The dome of the mausoleum is adorned with turquoise tiles, while the base is constructed from black stones. The columns and the front of the porticos are made of red granite. The facade of the mausoleum is covered in travertine, and the interior walls are finished with marble. The tomb is centrally located within an octagonal structure. On seven sides of the mausoleum, inscriptions of Gulistan, Bustan, and Saadi’s mono-rhyme poems (Qasidas), written by Ibrahim Bouzari, are displayed. Additionally, an inscription by Ali Asghar Hekmat details the construction of the tomb.

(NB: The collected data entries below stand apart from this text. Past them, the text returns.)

//! Serial port backend: configuration, opening, enumeration

use super::{SerialLink, TransportError};
use serde::{Deserialize, Serialize};
use serialport::{DataBits, FlowControl, Parity, SerialPort, SerialPortType, StopBits};
use std::io::{self, Read, Write};
use std::time::Duration;

/// Serial port parity
#[derive(Debug, Clone, Copy, PartialEq, Eq, Default, Serialize, Deserialize)]
#[serde(rename_all = "lowercase")]
pub enum SerialParity {
    /// No parity
    #[default]
    None,
    /// Odd parity
    Odd,
    /// Even parity
    Even,
}

impl SerialParity {
    /// Single-letter code (N/O/E)
    pub fn code(self) -> char {
        match self {
            Self::None => 'N',
            Self::Odd => 'O',
            Self::Even => 'E',
        }
    }
}

impl std::str::FromStr for SerialParity {
    type Err = TransportError;

    fn from_str(s: &str) -> Result<Self, Self::Err> {
        match s.to_lowercase().as_str() {
            "none" | "n" => Ok(Self::None),
            "odd" | "o" => Ok(Self::Odd),
            "even" | "e" => Ok(Self::Even),
            other => Err(TransportError::InvalidConfiguration(format!("unknown parity '{other}'"))),
        }
    }
}

/// Serial port configuration
#[derive(Debug, Clone, PartialEq, Eq, Serialize, Deserialize)]
pub struct SerialConfig {
    /// Port name (e.g., COM3, /dev/ttyUSB0)
    pub port: String,
    /// Baud rate
    pub baud_rate: u32,
    /// Data bits (5, 6, 7, 8)
    pub data_bits: u8,
    /// Stop bits (1, 2)
    pub stop_bits: u8,
    /// Parity
    pub parity: SerialParity,
    /// Default read timeout in milliseconds
    pub timeout_ms: u64,
}

impl SerialConfig {
    /// Create a new serial configuration with 8N1 and a 500 ms timeout
    pub fn new(port: &str, baud_rate: u32) -> Self {
        Self {
            port: port.to_string(),
            baud_rate,
            data_bits: 8,
            stop_bits: 1,
            parity: SerialParity::None,
            timeout_ms: 500,
        }
    }

    /// Set data bits
    #[must_use]
    pub fn data_bits(mut self, bits: u8) -> Self {
        self.data_bits = bits;
        self
    }

    /// Set stop bits
    #[must_use]
    pub fn stop_bits(mut self, bits: u8) -> Self {
        self.stop_bits = bits;
        self
    }

    /// Set parity
    #[must_use]
    pub fn parity(mut self, parity: SerialParity) -> Self {
        self.parity = parity;
        self
    }

    /// Set default read timeout
    #[must_use]
    pub fn timeout(mut self, timeout: Duration) -> Self {
        self.timeout_ms = u64::try_from(timeout.as_millis()).unwrap_or(u64::MAX);
        self
    }

    /// Default read timeout
    pub fn read_timeout(&self) -> Duration {
        Duration::from_millis(self.timeout_ms)
    }

    /// Reject settings the hardware layer cannot express
    pub fn validate(&self) -> Result<(), TransportError> {
        if self.port.trim().is_empty() {
            return Err(TransportError::InvalidConfiguration("empty port path".into()));
        }
        if self.baud_rate == 0 {
            return Err(TransportError::InvalidConfiguration("baud rate must be positive".into()));
        }
        if !(5..=8).contains(&self.data_bits) {
            return Err(TransportError::InvalidConfiguration(format!(
                "unsupported data bits {}",
                self.data_bits
            )));
        }
        if !(1..=2).contains(&self.stop_bits) {
            return Err(TransportError::InvalidConfiguration(format!(
                "unsupported stop bits {}",
                self.stop_bits
            )));
        }
        Ok(())
    }

    /// Short description, e.g. `/dev/ttyUSB0 @ 9600 baud (8N1)`
    pub fn describe(&self) -> String {
        format!(
            "{} @ {} baud ({}{}{})",
            self.port,
            self.baud_rate,
            self.data_bits,
            self.parity.code(),
            self.stop_bits
        )
    }
}

impl Default for SerialConfig {
    fn default() -> Self {
        Self::new("/dev/ttyUSB0", 115_200)
    }
}

/// Enumerated serial port
#[derive(Debug, Clone, PartialEq, Eq, Serialize, Deserialize)]
pub struct PortInfo {
    /// Device path
    pub device: String,
    /// Short name (last path component)
    pub name: String,
    /// Human description (USB product string, port kind otherwise)
    pub description: String,
    /// Hardware id (VID:PID and serial for USB)
    pub hwid: String,
    /// Manufacturer if known
    pub manufacturer: String,
}

impl PortInfo {
    fn from_serialport(info: serialport::SerialPortInfo) -> Self {
        let name = info
            .port_name
            .rsplit(|c: char| c == '/' || c == '\\')
            .next()
            .unwrap_or(&info.port_name)
            .to_string();
        let (description, hwid, manufacturer) = match info.port_type {
            SerialPortType::UsbPort(usb) => (
                usb.product.clone().unwrap_or_else(|| "USB Serial".to_string()),
                format!(
                    "USB VID:PID={:04X}:{:04X} SER={}",
                    usb.vid,
                    usb.pid,
                    usb.serial_number.as_deref().unwrap_or("")
                ),
                usb.manufacturer.unwrap_or_else(|| "Unknown".to_string()),
            ),
            SerialPortType::PciPort => ("PCI".to_string(), "PCI".to_string(), "Unknown".to_string()),
            SerialPortType::BluetoothPort => (
                "Bluetooth".to_string(),
                "BLUETOOTH".to_string(),
                "Unknown".to_string(),
            ),
            SerialPortType::Unknown => ("n/a".to_string(), "n/a".to_string(), "Unknown".to_string()),
        };
        Self {
            device: info.port_name,
            name,
            description,
            hwid,
            manufacturer,
        }
    }
}

/// Pick the most likely USB-serial bridge, else the first port.
///
/// Keywords are matched case-insensitively against description and hwid.
pub fn pick_port<S: AsRef<str>>(ports: &[PortInfo], keywords: &[S]) -> Option<String> {
    let bridge = ports.iter().find(|port| {
        let description = port.description.to_lowercase();
        let hwid = port.hwid.to_lowercase();
        keywords.iter().any(|k| {
            let k = k.as_ref().to_lowercase();
            description.contains(&k) || hwid.contains(&k)
        })
    });
    bridge.or_else(|| ports.first()).map(|p| p.device.clone())
}

/// Source of device links; the seam between the connection registry and hardware
pub trait PortBackend: Send + Sync {
    /// Open a link with the given settings
    fn open(&self, config: &SerialConfig) -> Result<Box<dyn SerialLink>, TransportError>;

    /// Enumerate available ports
    fn list(&self) -> Result<Vec<PortInfo>, TransportError>;
}

/// Real hardware via the `serialport` crate
#[derive(Debug, Default, Clone, Copy)]
pub struct SystemPorts;

impl PortBackend for SystemPorts {
    fn open(&self, config: &SerialConfig) -> Result<Box<dyn SerialLink>, TransportError> {
        config.validate()?;

        let data_bits = match config.data_bits {
            5 => DataBits::Five,
            6 => DataBits::Six,
            7 => DataBits::Seven,
            _ => DataBits::Eight,
        };

        let stop_bits = match config.stop_bits {
            2 => StopBits::Two,
            _ => StopBits::One,
        };

        let parity = match config.parity {
            SerialParity::Odd => Parity::Odd,
            SerialParity::Even => Parity::Even,
            SerialParity::None => Parity::None,
        };

        let port = serialport::new(&config.port, config.baud_rate)
            .data_bits(data_bits)
            .stop_bits(stop_bits)
            .parity(parity)
            .flow_control(FlowControl::None)
            .timeout(config.read_timeout())
            .open()
            .map_err(|e| match e.kind() {
                serialport::ErrorKind::NoDevice => TransportError::PortNotFound(config.port.clone()),
                serialport::ErrorKind::Io(io::ErrorKind::NotFound) => {
                    TransportError::PortNotFound(config.port.clone())
                }
                serialport::ErrorKind::Io(io::ErrorKind::PermissionDenied) => {
                    TransportError::PermissionDenied(config.port.clone())
                }
                _ => TransportError::ConnectionFailed(e.to_string()),
            })?;

        Ok(Box::new(PortLink { port: Some(port) }))
    }

    fn list(&self) -> Result<Vec<PortInfo>, TransportError> {
        let ports = serialport::available_ports()
            .map_err(|e| TransportError::IoError(io::Error::new(io::ErrorKind::Other, e)))?;
        Ok(ports.into_iter().map(PortInfo::from_serialport).collect())
    }
}

/// `SerialLink` over an open `serialport` handle
struct PortLink {
    port: Option<Box<dyn SerialPort>>,
}

impl PortLink {
    fn port(&mut self) -> io::Result<&mut Box<dyn SerialPort>> {
        self.port
            .as_mut()
            .ok_or_else(|| io::Error::new(io::ErrorKind::NotConnected, "port closed"))
    }
}

impl SerialLink for PortLink {
    fn write_all(&mut self, data: &[u8]) -> io::Result<()> {
        let port = self.port()?;
        port.write_all(data)?;
        port.flush()
    }

    fn read_some(&mut self, buf: &mut [u8], timeout: Duration) -> io::Result<usize> {
        let port = self.port()?;
        port.set_timeout(timeout)
            .map_err(|e| io::Error::new(io::ErrorKind::Other, e))?;
        match port.read(buf) {
            Ok(n) => Ok(n),
            Err(e) if e.kind() == io::ErrorKind::TimedOut => Ok(0),
            Err(e) => Err(e),
        }
    }

    fn clear_input(&mut self) -> io::Result<()> {
        self.port()?
            .clear(serialport::ClearBuffer::Input)
            .map_err(|e| io::Error::new(io::ErrorKind::Other, e))
    }

    fn close(&mut self) {
        self.port = None;
    }
}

The main entrance to the garden, designed by renowned architect André Godard, features a verse by Saadi. In front of the portico, there is a pond where visitors toss coins in hopes of making their wishes come true. An underground aqueduct, or qanat, with a depth of 10 meters, flows beneath the garden and feeds into the fish pond.

On the left side of the mausoleum, there’s an octagonal fish pond. It is believed that Saadi originally had small marble ponds near his hermitage. The pond’s tiling, which is characteristic of the Seljuk period, was designed by the renowned tiler known as “Tirandaz” and executed by the Cultural Heritage Organization in 1993.

Of one Essence is the human race,

Thusly has Creation put the Base;

One Limb impacted is sufficient,

For all Others to feel the Mace.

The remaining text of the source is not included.